Data for this task —
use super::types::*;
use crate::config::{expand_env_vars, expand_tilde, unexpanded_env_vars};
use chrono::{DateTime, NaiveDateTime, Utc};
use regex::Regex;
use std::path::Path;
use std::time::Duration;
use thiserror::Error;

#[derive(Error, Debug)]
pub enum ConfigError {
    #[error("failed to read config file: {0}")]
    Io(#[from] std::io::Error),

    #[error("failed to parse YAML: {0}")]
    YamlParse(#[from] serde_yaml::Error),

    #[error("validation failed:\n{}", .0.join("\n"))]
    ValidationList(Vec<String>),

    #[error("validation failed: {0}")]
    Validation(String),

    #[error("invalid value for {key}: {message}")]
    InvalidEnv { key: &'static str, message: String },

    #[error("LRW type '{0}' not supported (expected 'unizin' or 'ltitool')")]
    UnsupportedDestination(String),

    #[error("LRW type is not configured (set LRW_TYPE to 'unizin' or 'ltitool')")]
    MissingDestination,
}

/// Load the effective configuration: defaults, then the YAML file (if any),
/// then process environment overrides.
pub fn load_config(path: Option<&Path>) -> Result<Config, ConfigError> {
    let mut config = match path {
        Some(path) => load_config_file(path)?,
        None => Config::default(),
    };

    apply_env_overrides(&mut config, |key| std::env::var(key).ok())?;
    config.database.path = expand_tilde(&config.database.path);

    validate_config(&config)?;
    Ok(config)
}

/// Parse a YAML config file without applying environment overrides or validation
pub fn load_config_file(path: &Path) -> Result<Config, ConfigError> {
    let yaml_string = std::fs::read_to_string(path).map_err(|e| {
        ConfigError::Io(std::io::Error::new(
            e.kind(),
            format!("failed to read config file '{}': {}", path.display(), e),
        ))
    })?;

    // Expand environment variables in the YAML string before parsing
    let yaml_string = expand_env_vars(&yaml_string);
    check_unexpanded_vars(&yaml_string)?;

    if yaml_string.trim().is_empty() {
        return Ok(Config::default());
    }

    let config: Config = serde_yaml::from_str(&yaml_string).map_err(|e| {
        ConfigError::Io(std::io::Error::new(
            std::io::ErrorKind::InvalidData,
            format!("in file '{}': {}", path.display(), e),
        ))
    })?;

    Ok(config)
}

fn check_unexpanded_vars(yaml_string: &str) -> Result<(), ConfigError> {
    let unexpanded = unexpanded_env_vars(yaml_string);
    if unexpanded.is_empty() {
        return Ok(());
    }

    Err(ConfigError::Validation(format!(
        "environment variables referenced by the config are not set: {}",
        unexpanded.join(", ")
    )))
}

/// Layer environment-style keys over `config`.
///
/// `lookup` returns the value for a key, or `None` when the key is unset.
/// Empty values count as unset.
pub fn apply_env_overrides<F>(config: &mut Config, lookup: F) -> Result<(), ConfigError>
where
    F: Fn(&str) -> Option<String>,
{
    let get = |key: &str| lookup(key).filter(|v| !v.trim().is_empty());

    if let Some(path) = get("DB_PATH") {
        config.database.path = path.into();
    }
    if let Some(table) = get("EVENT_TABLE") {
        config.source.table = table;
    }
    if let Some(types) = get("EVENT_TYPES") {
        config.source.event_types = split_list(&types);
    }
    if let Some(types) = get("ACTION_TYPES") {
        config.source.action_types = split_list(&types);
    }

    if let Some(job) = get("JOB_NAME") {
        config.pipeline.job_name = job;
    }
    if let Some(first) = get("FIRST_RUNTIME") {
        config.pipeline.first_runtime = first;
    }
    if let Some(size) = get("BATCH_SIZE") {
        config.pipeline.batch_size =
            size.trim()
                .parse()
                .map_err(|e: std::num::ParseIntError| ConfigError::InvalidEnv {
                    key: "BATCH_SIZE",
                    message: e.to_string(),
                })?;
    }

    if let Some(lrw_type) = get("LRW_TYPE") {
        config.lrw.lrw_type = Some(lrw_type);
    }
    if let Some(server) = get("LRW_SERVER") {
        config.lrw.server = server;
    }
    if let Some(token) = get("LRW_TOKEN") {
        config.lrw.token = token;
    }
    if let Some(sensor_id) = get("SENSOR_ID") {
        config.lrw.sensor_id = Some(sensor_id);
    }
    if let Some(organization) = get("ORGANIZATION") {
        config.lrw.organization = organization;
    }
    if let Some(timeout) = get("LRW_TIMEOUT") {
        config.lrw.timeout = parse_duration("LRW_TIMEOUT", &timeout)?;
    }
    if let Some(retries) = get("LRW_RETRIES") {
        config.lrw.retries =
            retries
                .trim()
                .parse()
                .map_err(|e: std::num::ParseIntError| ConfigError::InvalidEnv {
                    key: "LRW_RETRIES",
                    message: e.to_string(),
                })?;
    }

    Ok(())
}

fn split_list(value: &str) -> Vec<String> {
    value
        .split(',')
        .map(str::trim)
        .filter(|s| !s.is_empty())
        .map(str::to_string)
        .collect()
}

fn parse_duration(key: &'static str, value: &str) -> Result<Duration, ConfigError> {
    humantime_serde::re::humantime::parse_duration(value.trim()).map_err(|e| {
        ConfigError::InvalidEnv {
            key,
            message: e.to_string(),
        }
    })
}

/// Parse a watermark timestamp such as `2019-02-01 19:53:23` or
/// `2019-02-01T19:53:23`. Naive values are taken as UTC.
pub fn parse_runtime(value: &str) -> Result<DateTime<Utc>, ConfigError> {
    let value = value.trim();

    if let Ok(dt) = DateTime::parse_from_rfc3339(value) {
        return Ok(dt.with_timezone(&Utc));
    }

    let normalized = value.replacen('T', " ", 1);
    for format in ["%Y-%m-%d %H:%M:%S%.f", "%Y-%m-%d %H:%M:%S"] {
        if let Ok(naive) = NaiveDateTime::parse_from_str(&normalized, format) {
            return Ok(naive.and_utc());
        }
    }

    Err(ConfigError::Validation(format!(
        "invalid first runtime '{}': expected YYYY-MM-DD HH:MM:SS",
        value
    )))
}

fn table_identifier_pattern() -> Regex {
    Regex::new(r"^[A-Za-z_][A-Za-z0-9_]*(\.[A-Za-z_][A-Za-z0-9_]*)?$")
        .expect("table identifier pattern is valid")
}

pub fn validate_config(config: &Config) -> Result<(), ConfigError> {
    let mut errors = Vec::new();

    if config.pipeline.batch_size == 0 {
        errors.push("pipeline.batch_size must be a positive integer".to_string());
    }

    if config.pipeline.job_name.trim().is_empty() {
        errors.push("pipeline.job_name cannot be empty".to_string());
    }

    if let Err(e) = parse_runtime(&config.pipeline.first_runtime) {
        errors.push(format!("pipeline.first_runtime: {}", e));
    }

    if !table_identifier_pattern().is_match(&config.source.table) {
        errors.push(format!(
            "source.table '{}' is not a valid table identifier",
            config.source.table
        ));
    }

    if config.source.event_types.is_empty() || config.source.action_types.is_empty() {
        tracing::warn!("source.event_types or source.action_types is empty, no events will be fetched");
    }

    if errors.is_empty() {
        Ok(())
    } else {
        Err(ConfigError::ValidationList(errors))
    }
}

---

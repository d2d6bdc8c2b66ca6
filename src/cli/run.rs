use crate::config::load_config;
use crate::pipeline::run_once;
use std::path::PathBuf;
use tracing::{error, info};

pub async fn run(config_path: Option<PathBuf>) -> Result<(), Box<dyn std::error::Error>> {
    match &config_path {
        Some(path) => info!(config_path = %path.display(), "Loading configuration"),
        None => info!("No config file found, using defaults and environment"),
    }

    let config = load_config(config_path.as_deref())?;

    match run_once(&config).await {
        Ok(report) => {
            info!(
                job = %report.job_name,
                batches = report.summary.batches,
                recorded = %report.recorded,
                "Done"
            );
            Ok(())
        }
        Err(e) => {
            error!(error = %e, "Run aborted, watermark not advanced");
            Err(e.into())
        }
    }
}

==

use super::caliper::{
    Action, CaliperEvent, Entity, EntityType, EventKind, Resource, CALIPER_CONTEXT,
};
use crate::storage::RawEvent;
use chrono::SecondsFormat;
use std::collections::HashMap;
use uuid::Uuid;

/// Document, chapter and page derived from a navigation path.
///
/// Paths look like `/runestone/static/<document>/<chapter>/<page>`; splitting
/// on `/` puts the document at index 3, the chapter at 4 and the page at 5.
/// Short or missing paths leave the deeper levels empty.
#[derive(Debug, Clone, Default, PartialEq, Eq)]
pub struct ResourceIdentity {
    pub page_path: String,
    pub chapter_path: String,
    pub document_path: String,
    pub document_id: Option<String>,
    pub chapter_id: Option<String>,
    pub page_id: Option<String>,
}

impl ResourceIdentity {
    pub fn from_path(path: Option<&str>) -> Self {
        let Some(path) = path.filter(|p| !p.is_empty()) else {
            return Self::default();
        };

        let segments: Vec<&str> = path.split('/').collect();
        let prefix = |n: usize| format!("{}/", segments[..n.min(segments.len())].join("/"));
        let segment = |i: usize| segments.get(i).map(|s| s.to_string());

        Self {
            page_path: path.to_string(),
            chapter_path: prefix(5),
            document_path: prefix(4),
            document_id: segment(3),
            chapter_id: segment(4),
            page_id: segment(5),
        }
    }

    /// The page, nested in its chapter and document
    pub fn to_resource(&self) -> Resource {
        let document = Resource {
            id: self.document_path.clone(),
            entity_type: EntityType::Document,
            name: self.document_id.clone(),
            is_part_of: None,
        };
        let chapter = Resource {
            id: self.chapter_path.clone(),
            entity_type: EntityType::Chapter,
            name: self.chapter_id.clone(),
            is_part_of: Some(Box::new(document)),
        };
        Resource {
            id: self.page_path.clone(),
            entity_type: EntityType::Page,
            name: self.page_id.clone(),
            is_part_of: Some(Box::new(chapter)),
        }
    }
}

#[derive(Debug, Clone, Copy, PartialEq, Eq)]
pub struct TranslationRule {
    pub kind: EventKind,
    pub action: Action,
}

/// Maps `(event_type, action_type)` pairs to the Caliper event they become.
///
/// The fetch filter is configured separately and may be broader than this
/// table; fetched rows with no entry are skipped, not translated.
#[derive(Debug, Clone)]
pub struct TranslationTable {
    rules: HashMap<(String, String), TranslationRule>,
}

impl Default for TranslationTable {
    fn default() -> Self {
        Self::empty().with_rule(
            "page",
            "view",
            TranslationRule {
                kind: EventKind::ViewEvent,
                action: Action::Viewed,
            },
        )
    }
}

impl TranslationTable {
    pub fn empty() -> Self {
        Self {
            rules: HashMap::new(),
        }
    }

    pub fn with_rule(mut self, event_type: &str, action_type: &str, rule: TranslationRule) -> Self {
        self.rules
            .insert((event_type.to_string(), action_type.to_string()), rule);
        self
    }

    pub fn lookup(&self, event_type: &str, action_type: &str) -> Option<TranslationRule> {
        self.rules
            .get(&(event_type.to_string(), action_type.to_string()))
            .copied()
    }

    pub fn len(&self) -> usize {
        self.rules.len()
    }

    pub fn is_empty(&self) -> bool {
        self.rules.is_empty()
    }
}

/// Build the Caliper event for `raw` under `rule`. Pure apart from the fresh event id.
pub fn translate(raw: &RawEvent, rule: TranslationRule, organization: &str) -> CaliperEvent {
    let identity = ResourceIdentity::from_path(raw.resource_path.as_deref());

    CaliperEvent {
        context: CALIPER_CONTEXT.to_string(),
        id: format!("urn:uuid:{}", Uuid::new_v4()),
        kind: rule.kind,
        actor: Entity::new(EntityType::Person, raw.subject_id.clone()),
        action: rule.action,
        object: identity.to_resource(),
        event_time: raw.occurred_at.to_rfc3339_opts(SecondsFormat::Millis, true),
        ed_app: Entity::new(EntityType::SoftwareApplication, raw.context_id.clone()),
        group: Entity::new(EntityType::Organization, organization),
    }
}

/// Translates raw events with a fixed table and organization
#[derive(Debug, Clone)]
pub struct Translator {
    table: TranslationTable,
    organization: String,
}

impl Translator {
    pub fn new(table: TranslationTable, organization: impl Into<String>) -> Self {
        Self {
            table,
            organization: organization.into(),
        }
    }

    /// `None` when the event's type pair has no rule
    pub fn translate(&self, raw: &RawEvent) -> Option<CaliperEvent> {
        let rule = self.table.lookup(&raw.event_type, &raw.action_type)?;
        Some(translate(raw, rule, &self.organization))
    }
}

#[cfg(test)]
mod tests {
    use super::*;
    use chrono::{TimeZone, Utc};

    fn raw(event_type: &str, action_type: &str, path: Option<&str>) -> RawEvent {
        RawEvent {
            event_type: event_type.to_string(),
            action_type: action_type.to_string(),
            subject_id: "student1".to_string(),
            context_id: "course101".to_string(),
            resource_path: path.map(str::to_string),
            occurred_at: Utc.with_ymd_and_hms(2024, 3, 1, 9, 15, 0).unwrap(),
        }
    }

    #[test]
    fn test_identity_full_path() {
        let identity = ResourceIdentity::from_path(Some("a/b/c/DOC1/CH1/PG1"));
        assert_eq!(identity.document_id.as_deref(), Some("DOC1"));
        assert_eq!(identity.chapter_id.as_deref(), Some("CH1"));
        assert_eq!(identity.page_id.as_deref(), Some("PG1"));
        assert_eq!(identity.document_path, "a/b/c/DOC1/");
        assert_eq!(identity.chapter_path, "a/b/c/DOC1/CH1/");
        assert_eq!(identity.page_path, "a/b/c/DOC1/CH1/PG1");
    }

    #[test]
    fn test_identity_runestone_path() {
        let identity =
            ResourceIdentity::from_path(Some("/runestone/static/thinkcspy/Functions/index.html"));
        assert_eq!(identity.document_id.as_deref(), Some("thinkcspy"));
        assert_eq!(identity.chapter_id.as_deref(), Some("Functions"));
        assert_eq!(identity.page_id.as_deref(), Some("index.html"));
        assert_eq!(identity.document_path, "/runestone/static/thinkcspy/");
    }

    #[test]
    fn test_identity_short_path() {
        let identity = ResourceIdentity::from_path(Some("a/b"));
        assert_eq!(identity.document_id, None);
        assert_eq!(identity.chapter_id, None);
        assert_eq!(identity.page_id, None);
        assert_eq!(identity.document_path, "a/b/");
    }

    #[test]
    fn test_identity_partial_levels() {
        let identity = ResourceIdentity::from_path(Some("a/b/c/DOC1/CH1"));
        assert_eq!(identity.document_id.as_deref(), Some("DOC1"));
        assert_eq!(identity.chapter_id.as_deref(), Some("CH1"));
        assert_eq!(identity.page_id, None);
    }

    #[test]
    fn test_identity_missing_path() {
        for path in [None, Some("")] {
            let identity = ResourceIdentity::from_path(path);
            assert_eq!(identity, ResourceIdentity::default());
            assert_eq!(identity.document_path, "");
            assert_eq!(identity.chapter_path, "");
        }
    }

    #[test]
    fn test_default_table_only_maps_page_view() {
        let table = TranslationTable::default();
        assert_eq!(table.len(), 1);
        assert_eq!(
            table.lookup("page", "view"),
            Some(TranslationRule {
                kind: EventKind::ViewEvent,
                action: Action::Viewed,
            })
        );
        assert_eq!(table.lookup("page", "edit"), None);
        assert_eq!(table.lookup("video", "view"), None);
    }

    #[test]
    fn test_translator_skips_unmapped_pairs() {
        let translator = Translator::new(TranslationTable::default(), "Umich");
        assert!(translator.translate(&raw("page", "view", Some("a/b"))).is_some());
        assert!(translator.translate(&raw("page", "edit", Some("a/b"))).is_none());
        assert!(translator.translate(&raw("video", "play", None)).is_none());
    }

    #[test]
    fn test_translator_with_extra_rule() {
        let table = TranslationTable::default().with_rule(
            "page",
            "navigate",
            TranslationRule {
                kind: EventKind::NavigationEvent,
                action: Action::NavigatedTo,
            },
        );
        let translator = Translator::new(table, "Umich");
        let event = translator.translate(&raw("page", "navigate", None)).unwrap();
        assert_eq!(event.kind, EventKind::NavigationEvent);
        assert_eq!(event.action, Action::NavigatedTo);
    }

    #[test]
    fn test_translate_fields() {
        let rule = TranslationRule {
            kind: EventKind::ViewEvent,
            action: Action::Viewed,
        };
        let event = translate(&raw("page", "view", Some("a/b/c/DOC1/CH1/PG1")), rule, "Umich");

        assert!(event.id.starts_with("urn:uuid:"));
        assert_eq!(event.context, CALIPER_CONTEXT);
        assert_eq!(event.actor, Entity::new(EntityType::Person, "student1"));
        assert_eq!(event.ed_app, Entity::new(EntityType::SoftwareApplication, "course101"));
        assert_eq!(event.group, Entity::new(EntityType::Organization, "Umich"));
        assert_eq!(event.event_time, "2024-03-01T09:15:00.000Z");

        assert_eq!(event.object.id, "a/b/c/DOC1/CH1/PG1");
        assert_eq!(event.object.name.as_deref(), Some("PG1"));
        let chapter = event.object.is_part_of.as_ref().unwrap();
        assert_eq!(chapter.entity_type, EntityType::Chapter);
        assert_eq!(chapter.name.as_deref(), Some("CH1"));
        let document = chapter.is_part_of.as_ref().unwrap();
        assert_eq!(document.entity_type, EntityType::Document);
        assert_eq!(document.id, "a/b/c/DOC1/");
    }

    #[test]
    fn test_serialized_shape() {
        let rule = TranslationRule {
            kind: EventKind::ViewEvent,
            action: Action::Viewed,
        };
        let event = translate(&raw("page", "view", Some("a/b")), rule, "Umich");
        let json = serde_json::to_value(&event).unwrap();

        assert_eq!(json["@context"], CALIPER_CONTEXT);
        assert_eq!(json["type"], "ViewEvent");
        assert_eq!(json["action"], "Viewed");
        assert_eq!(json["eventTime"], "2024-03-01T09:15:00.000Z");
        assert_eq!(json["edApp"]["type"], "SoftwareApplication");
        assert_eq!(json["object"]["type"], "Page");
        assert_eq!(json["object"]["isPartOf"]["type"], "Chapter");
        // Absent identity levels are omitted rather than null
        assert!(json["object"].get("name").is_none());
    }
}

Problem description —
From the listing above, copy every line that includes the word "then".

Answer to this problem —
/// Load the effective configuration: defaults, then the YAML file (if any),
/// then process environment overrides.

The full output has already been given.